[Dataset items]
- Opening Delimiter -
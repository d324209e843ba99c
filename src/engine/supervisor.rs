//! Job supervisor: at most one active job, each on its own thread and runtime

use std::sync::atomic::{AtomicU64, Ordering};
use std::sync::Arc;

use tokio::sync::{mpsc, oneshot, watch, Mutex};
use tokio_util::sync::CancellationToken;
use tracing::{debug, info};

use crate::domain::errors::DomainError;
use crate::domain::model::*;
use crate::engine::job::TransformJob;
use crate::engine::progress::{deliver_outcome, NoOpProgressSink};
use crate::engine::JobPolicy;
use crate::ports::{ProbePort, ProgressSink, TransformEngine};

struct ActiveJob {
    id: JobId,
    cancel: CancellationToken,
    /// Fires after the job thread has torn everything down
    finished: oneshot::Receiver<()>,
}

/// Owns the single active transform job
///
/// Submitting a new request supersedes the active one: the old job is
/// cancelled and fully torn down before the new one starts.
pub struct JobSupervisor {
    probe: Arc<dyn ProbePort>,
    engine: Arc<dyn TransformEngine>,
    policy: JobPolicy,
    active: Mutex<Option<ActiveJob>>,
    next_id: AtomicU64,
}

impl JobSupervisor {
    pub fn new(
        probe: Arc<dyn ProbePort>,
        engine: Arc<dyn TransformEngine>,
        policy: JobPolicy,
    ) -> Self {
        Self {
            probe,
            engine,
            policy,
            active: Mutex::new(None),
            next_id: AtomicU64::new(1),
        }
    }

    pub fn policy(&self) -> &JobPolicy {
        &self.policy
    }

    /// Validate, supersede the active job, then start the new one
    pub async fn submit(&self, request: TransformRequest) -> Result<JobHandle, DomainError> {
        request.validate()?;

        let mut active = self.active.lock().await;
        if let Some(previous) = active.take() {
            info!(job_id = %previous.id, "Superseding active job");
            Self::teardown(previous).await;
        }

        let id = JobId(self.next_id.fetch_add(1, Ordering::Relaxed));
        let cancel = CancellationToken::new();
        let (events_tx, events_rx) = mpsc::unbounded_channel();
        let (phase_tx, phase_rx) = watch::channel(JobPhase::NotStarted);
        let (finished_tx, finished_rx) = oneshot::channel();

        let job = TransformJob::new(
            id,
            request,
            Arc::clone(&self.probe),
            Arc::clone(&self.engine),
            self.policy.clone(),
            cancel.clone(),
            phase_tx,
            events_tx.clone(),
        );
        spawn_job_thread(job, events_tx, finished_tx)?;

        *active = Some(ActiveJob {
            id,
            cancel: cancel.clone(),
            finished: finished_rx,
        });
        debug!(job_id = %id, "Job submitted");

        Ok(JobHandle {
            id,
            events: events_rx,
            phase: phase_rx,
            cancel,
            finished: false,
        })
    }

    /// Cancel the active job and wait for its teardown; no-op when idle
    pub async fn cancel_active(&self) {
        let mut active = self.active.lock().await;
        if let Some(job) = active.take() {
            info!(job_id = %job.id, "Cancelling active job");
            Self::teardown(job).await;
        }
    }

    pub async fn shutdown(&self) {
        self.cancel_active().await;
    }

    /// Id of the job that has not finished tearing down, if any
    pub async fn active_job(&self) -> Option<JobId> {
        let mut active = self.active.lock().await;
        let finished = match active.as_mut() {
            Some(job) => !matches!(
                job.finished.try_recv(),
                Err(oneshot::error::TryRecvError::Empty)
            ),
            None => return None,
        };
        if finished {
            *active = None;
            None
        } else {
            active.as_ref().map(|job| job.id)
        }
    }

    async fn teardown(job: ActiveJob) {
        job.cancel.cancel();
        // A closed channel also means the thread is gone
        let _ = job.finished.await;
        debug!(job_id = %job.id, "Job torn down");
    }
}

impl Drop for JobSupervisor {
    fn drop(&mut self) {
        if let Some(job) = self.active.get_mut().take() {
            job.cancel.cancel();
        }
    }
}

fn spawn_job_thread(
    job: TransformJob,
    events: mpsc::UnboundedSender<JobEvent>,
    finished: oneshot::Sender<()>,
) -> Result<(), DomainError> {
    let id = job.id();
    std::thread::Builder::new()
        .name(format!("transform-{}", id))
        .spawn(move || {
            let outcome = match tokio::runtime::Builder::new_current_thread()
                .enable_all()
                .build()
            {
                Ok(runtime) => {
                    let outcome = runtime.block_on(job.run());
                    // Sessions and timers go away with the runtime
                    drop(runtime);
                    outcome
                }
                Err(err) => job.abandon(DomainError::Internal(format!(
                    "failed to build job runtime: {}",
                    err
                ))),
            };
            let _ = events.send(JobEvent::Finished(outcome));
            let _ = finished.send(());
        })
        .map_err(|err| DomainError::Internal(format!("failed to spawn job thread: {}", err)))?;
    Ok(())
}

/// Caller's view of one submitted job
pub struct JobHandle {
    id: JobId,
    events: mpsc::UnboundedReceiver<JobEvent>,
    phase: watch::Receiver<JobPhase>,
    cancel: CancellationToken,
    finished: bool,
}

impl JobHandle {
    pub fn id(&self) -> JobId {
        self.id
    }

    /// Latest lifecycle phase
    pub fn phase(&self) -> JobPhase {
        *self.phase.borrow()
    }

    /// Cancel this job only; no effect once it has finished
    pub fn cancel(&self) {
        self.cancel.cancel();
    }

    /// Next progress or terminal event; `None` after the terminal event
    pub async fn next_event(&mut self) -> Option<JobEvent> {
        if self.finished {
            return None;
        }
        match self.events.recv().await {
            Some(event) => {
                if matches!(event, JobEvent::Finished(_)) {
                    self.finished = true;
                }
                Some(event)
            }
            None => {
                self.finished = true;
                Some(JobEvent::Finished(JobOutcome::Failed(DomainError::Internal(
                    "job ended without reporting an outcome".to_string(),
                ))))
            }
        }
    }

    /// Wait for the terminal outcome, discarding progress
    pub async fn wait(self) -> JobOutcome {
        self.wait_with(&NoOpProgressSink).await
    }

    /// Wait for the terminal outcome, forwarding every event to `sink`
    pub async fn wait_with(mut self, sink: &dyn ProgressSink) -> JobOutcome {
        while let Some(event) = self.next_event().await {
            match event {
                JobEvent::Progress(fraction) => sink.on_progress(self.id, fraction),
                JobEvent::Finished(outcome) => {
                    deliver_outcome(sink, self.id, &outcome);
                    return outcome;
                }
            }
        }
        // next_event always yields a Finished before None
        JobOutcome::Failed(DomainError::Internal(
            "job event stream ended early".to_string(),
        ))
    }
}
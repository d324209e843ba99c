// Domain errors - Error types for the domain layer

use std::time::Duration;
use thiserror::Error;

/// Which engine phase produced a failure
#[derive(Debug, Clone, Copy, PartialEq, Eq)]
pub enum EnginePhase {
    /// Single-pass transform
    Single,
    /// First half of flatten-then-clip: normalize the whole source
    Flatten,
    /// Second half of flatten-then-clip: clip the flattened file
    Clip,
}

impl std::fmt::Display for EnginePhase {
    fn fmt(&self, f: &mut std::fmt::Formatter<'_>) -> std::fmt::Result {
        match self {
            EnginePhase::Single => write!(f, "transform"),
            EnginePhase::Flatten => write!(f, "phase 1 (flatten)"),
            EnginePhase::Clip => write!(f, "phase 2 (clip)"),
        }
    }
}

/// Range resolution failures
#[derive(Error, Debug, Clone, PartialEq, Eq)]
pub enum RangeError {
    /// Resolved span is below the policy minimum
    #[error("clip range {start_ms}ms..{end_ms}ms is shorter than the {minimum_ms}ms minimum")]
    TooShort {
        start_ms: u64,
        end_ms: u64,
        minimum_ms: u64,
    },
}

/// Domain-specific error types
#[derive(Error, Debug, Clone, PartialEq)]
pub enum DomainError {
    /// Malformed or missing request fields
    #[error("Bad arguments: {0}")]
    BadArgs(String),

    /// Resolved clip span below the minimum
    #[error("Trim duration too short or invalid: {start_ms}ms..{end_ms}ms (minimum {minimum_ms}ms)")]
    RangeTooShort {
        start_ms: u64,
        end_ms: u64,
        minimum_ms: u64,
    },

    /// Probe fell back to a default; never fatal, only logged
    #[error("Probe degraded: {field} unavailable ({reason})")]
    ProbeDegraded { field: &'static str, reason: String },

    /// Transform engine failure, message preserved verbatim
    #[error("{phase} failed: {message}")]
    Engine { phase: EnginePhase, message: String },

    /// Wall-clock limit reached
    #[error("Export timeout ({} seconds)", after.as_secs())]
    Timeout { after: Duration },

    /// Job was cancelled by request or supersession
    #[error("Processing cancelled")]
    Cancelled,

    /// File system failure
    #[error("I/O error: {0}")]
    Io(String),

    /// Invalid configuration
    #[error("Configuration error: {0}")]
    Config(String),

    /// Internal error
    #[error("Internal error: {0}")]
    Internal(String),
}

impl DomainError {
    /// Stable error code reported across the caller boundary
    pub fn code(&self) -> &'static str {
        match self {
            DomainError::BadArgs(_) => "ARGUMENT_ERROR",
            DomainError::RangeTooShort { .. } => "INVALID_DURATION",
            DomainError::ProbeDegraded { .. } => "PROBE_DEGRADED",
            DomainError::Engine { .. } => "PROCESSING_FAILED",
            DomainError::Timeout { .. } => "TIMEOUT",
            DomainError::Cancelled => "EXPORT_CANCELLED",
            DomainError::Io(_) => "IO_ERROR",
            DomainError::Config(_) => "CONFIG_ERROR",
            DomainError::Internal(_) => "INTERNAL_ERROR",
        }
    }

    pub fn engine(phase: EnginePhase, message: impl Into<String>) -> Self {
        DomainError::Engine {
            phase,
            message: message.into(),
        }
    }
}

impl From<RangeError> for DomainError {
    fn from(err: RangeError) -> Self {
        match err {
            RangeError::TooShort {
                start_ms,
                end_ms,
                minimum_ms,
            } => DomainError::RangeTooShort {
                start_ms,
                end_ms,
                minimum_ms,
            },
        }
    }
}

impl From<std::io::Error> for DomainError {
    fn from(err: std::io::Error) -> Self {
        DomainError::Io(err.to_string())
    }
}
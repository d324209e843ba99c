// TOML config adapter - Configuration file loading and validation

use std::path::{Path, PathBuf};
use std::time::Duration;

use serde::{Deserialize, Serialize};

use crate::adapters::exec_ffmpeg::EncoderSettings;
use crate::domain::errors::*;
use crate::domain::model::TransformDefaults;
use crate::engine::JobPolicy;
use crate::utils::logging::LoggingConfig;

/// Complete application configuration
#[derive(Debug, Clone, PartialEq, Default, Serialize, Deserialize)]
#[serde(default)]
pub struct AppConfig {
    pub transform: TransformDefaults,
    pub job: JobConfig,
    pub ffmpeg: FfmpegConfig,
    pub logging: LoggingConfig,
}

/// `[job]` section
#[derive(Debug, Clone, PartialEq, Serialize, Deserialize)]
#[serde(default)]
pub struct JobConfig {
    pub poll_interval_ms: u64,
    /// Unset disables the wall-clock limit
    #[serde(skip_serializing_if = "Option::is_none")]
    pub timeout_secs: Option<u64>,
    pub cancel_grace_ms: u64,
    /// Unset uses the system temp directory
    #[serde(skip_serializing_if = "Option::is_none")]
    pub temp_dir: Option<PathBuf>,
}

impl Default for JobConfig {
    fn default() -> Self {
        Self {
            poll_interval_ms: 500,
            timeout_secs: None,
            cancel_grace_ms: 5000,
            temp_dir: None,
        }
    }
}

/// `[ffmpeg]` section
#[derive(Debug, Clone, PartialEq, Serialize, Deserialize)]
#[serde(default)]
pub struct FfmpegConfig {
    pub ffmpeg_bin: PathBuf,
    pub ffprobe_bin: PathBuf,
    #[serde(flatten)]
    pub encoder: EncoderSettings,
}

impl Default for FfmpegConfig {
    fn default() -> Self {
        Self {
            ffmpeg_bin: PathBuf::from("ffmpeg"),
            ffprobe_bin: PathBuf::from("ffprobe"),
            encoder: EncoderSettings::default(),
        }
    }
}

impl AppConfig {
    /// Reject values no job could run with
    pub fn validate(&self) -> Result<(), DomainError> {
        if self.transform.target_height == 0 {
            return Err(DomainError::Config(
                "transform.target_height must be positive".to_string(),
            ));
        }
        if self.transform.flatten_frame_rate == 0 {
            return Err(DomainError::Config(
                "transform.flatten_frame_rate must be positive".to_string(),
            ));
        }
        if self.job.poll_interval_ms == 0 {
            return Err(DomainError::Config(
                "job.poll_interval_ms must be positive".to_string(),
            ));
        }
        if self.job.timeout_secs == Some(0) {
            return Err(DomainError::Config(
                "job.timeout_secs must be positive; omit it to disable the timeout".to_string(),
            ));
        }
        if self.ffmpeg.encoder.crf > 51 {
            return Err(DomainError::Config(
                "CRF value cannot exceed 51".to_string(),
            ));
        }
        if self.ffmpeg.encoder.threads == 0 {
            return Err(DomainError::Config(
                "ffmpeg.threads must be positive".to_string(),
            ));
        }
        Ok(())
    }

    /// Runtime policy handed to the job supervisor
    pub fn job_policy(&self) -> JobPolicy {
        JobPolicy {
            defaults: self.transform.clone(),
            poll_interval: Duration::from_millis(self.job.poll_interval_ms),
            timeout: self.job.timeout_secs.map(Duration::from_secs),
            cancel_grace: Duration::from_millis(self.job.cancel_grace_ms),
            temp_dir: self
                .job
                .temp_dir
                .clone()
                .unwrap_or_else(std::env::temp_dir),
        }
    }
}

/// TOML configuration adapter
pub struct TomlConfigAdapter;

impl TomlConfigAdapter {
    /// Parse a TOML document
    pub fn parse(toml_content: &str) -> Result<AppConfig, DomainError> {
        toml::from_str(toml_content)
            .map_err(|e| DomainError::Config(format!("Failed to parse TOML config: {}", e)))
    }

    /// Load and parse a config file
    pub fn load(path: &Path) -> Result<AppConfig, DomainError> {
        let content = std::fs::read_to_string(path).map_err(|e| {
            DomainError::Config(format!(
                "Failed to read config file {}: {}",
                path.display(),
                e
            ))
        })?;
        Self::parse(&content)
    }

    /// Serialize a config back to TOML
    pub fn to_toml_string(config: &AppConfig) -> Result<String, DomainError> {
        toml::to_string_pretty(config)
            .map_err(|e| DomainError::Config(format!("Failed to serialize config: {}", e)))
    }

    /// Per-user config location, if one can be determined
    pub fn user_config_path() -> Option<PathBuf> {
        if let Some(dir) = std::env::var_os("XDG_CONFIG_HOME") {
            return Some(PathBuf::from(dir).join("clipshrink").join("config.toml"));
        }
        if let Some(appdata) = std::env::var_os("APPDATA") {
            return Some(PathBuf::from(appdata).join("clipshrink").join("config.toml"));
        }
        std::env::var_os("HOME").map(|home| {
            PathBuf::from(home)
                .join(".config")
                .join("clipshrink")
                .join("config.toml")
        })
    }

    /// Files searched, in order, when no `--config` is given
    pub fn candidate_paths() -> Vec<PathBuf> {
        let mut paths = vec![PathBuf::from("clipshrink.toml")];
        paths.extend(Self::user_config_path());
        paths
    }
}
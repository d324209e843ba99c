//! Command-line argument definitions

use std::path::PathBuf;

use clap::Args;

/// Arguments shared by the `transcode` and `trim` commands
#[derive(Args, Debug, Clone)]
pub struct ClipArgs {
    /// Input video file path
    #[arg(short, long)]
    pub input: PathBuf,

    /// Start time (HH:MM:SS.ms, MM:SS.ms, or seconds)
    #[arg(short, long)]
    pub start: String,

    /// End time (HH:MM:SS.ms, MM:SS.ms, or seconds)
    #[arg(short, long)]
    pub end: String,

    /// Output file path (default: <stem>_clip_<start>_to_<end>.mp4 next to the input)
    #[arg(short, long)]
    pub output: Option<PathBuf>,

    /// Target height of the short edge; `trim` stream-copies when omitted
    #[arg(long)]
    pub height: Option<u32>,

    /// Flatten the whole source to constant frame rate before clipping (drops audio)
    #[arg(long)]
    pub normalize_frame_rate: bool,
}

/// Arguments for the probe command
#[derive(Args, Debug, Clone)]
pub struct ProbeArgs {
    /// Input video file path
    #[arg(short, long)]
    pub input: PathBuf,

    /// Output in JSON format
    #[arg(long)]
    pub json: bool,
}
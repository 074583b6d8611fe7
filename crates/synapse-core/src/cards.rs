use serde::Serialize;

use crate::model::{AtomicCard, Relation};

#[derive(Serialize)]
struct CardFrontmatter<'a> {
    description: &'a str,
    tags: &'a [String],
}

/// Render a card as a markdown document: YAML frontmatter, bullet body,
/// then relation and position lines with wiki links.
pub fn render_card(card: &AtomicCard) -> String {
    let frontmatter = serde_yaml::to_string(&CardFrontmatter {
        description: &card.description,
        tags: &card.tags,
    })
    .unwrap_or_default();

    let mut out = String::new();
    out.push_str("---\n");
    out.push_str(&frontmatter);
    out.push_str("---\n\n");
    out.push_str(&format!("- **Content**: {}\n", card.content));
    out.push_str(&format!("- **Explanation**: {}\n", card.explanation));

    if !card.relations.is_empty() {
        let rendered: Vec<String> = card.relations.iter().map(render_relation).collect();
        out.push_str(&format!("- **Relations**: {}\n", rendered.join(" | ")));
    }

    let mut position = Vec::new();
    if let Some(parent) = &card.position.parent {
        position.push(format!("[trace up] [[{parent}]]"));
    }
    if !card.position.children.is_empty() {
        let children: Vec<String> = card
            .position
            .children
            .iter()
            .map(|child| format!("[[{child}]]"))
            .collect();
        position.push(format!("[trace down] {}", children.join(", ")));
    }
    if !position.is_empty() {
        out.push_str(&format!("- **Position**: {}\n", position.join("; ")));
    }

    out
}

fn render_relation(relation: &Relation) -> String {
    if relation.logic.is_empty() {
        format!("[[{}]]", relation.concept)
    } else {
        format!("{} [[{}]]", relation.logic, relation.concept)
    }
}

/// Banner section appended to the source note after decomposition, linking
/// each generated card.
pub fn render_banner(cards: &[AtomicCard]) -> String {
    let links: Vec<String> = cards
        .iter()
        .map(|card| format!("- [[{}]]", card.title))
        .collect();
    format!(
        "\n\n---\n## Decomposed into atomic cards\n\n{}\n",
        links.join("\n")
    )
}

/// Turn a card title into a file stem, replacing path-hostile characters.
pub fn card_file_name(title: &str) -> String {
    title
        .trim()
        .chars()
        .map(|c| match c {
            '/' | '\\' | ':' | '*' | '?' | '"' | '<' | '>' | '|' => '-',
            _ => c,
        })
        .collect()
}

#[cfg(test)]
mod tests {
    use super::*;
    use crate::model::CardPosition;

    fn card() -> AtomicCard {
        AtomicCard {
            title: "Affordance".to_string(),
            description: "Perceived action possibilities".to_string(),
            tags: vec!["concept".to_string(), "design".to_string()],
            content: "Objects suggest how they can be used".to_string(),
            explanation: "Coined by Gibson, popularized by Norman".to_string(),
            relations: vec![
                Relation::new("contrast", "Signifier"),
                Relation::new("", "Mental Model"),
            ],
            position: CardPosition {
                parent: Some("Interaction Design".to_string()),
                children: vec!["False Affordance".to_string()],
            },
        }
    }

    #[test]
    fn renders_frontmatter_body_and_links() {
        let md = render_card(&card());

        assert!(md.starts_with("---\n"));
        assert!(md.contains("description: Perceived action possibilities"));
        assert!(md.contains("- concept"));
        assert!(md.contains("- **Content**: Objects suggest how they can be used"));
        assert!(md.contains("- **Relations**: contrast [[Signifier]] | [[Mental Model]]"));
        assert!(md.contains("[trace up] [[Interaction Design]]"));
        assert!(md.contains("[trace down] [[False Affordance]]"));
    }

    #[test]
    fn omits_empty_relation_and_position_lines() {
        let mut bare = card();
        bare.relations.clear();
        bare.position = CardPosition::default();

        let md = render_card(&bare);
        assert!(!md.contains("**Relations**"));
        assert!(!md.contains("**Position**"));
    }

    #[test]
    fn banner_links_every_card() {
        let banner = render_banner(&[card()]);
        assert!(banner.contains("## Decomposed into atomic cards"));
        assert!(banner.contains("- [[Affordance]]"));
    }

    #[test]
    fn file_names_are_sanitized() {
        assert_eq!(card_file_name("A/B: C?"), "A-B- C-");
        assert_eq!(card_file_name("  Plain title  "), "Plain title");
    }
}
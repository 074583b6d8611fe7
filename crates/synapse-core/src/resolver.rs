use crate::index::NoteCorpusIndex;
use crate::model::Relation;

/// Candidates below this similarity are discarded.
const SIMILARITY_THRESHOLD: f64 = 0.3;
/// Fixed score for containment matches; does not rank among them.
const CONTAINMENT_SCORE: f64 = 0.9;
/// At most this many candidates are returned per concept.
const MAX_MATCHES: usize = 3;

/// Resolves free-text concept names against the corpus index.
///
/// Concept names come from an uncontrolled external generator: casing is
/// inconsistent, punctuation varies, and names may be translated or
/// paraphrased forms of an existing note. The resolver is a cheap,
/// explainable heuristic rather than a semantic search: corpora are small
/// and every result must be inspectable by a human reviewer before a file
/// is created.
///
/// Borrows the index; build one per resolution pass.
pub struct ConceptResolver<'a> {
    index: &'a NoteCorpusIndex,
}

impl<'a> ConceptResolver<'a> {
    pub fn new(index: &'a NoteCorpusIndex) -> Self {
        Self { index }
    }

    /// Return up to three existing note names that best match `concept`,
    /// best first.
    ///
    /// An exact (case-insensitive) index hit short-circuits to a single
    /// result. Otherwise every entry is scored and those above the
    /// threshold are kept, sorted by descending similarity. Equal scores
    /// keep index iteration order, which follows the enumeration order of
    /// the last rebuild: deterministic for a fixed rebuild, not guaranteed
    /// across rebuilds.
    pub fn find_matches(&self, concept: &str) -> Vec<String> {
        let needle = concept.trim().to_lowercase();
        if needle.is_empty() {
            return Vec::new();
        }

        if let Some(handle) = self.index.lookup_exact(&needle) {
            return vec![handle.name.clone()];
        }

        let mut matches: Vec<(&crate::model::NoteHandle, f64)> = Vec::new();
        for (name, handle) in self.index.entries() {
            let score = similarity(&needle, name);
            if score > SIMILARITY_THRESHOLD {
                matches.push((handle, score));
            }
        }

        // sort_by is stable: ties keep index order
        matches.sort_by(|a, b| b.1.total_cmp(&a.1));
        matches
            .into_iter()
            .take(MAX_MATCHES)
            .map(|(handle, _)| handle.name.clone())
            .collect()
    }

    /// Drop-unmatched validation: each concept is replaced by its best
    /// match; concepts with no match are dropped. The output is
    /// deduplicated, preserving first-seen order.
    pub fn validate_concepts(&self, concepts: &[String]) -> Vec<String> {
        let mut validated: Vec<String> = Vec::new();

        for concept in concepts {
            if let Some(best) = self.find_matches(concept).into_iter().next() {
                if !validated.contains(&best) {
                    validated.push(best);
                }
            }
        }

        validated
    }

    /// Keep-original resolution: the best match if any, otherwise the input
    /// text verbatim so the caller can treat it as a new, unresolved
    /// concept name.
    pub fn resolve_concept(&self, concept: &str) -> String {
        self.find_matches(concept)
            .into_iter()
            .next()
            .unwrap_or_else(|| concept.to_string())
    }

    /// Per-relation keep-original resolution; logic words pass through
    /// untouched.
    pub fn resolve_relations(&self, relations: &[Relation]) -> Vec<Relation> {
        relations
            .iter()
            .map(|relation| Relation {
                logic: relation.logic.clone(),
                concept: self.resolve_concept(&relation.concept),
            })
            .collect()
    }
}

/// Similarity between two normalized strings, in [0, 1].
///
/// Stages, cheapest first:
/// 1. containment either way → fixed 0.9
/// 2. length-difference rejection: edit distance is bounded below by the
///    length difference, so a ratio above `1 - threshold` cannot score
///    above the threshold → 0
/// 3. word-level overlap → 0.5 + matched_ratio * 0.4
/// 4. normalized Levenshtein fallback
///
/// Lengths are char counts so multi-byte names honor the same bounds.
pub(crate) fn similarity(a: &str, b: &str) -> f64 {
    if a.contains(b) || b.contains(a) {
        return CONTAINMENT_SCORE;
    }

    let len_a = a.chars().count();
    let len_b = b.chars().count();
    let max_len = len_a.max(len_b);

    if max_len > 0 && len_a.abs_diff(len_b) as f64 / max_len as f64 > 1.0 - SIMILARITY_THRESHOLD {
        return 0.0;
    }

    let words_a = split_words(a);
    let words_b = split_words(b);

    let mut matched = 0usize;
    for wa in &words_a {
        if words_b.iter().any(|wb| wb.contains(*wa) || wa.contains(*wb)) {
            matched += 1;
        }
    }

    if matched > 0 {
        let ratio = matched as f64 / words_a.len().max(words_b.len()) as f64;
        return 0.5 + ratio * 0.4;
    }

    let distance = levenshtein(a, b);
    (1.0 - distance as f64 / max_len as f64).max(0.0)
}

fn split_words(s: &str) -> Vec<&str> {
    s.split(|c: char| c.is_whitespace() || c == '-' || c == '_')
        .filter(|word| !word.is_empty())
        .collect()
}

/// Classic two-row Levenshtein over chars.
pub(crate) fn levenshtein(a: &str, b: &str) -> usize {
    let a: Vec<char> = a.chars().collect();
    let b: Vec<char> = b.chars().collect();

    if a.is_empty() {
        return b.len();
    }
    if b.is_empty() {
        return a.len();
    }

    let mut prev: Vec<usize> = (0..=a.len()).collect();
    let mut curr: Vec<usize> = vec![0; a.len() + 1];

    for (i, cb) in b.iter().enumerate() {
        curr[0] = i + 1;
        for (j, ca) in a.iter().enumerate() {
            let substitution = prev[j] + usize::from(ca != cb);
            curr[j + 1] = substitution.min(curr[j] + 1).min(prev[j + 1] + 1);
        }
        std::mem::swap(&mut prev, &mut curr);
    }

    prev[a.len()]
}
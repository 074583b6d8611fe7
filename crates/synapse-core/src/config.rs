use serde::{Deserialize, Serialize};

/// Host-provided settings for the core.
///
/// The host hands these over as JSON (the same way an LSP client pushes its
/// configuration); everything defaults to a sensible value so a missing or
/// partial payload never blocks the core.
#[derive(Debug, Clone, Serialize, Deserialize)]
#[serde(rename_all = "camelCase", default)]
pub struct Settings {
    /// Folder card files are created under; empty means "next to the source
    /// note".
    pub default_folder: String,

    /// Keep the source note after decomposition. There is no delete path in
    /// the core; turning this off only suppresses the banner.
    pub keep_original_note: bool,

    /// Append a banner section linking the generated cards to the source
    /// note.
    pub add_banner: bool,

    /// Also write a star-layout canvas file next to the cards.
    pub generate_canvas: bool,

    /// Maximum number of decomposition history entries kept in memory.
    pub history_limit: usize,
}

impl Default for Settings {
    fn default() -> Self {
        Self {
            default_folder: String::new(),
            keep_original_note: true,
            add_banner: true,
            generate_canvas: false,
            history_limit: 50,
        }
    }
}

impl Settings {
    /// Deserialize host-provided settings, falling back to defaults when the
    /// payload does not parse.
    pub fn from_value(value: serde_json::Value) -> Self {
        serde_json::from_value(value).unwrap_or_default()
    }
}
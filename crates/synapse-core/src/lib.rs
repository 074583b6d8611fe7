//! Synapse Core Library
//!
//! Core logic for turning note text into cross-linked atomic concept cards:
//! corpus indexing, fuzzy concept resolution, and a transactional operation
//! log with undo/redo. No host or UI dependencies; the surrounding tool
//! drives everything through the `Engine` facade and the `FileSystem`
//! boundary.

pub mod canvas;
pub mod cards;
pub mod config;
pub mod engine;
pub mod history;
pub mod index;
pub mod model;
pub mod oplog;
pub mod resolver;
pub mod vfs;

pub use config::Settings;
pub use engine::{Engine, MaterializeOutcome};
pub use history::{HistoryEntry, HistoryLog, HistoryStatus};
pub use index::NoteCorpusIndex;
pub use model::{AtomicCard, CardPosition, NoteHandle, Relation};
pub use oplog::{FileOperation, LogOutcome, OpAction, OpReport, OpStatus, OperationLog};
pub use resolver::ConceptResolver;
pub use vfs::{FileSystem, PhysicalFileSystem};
- Closing Delimiter -
Reproduce exactly the lines that run from the start of the records to the line with "start the new one", both included.

### ANSWER TO THIS EXERCISE
repository d324209e843ba99c
filename src/engine/supervisor.rs
//! Job supervisor: at most one active job, each on its own thread and runtime

use std::sync::atomic::{AtomicU64, Ordering};
use std::sync::Arc;

use tokio::sync::{mpsc, oneshot, watch, Mutex};
use tokio_util::sync::CancellationToken;
use tracing::{debug, info};

use crate::domain::errors::DomainError;
use crate::domain::model::*;
use crate::engine::job::TransformJob;
use crate::engine::progress::{deliver_outcome, NoOpProgressSink};
use crate::engine::JobPolicy;
use crate::ports::{ProbePort, ProgressSink, TransformEngine};

struct ActiveJob {
    id: JobId,
    cancel: CancellationToken,
    /// Fires after the job thread has torn everything down
    finished: oneshot::Receiver<()>,
}

/// Owns the single active transform job
///
/// Submitting a new request supersedes the active one: the old job is
/// cancelled and fully torn down before the new one starts.
pub struct JobSupervisor {
    probe: Arc<dyn ProbePort>,
    engine: Arc<dyn TransformEngine>,
    policy: JobPolicy,
    active: Mutex<Option<ActiveJob>>,
    next_id: AtomicU64,
}

impl JobSupervisor {
    pub fn new(
        probe: Arc<dyn ProbePort>,
        engine: Arc<dyn TransformEngine>,
        policy: JobPolicy,
    ) -> Self {
        Self {
            probe,
            engine,
            policy,
            active: Mutex::new(None),
            next_id: AtomicU64::new(1),
        }
    }

    pub fn policy(&self) -> &JobPolicy {
        &self.policy
    }

    /// Validate, supersede the active job, then start the new one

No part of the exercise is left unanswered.